§ **WHAT NEEDS TO BE DONE**: Be exact. Print each record as it stands.

Records from a data collection:
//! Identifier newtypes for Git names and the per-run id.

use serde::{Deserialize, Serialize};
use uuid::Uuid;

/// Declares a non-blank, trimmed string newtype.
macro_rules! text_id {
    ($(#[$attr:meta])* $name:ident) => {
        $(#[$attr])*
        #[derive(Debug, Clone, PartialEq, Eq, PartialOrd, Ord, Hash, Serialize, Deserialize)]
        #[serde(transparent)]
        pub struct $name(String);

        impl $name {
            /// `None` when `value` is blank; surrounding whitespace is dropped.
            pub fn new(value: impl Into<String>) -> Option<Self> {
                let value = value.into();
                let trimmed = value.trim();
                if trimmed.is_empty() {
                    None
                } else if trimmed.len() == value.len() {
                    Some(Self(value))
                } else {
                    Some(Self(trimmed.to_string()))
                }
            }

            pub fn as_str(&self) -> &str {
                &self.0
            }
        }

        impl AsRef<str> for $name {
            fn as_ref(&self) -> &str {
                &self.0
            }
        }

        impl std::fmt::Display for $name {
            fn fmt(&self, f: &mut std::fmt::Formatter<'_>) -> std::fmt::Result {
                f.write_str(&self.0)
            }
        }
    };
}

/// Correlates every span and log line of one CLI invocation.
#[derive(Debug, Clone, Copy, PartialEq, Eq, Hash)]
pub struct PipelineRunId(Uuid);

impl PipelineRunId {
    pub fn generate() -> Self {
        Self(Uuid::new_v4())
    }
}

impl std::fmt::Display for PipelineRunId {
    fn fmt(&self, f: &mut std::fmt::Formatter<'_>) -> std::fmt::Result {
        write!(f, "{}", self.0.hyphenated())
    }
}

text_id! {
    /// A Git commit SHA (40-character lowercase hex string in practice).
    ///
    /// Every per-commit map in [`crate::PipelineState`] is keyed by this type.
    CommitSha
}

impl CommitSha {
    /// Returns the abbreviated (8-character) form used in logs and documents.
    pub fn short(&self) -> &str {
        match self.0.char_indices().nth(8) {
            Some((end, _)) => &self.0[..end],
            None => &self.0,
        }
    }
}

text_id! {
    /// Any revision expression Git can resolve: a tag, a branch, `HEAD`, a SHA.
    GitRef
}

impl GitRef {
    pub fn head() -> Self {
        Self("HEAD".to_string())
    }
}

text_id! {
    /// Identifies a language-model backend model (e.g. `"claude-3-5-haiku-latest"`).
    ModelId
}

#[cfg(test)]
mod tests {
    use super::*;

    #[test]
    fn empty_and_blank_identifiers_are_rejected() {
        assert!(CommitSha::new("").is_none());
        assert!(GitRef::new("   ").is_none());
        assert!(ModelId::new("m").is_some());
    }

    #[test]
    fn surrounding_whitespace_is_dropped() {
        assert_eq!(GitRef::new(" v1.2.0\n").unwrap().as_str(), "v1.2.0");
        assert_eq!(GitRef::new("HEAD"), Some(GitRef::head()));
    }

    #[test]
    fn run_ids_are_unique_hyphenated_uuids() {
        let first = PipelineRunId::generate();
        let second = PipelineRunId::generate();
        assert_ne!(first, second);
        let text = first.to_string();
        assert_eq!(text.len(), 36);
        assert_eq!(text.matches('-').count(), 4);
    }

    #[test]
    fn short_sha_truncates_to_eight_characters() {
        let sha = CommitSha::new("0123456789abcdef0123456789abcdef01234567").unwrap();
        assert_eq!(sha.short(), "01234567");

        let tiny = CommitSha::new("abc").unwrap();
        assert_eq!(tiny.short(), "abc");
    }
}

§ **EXERCISE RESULT**:
//! Identifier newtypes for Git names and the per-run id.

use serde::{Deserialize, Serialize};
use uuid::Uuid;

/// Declares a non-blank, trimmed string newtype.
macro_rules! text_id {
    ($(#[$attr:meta])* $name:ident) => {
        $(#[$attr])*
        #[derive(Debug, Clone, PartialEq, Eq, PartialOrd, Ord, Hash, Serialize, Deserialize)]
        #[serde(transparent)]
        pub struct $name(String);

        impl $name {
            /// `None` when `value` is blank; surrounding whitespace is dropped.
            pub fn new(value: impl Into<String>) -> Option<Self> {
                let value = value.into();
                let trimmed = value.trim();
                if trimmed.is_empty() {
                    None
                } else if trimmed.len() == value.len() {
                    Some(Self(value))
                } else {
                    Some(Self(trimmed.to_string()))
                }
            }

            pub fn as_str(&self) -> &str {
                &self.0
            }
        }

        impl AsRef<str> for $name {
            fn as_ref(&self) -> &str {
                &self.0
            }
        }

        impl std::fmt::Display for $name {
            fn fmt(&self, f: &mut std::fmt::Formatter<'_>) -> std::fmt::Result {
                f.write_str(&self.0)
            }
        }
    };
}

/// Correlates every span and log line of one CLI invocation.
#[derive(Debug, Clone, Copy, PartialEq, Eq, Hash)]
pub struct PipelineRunId(Uuid);

impl PipelineRunId {
    pub fn generate() -> Self {
        Self(Uuid::new_v4())
    }
}

impl std::fmt::Display for PipelineRunId {
    fn fmt(&self, f: &mut std::fmt::Formatter<'_>) -> std::fmt::Result {
        write!(f, "{}", self.0.hyphenated())
    }
}

text_id! {
    /// A Git commit SHA (40-character lowercase hex string in practice).
    ///
    /// Every per-commit map in [`crate::PipelineState`] is keyed by this type.
    CommitSha
}

impl CommitSha {
    /// Returns the abbreviated (8-character) form used in logs and documents.
    pub fn short(&self) -> &str {
        match self.0.char_indices().nth(8) {
            Some((end, _)) => &self.0[..end],
            None => &self.0,
        }
    }
}

text_id! {
    /// Any revision expression Git can resolve: a tag, a branch, `HEAD`, a SHA.
    GitRef
}

impl GitRef {
    pub fn head() -> Self {
        Self("HEAD".to_string())
    }
}

text_id! {
    /// Identifies a language-model backend model (e.g. `"claude-3-5-haiku-latest"`).
    ModelId
}

#[cfg(test)]
mod tests {
    use super::*;

    #[test]
    fn empty_and_blank_identifiers_are_rejected() {
        assert!(CommitSha::new("").is_none());
        assert!(GitRef::new("   ").is_none());
        assert!(ModelId::new("m").is_some());
    }

    #[test]
    fn surrounding_whitespace_is_dropped() {
        assert_eq!(GitRef::new(" v1.2.0\n").unwrap().as_str(), "v1.2.0");
        assert_eq!(GitRef::new("HEAD"), Some(GitRef::head()));
    }

    #[test]
    fn run_ids_are_unique_hyphenated_uuids() {
        let first = PipelineRunId::generate();
        let second = PipelineRunId::generate();
        assert_ne!(first, second);
        let text = first.to_string();
        assert_eq!(text.len(), 36);
        assert_eq!(text.matches('-').count(), 4);
    }

    #[test]
    fn short_sha_truncates_to_eight_characters() {
        let sha = CommitSha::new("0123456789abcdef0123456789abcdef01234567").unwrap();
        assert_eq!(sha.short(), "01234567");

        let tiny = CommitSha::new("abc").unwrap();
        assert_eq!(tiny.short(), "abc");
    }
}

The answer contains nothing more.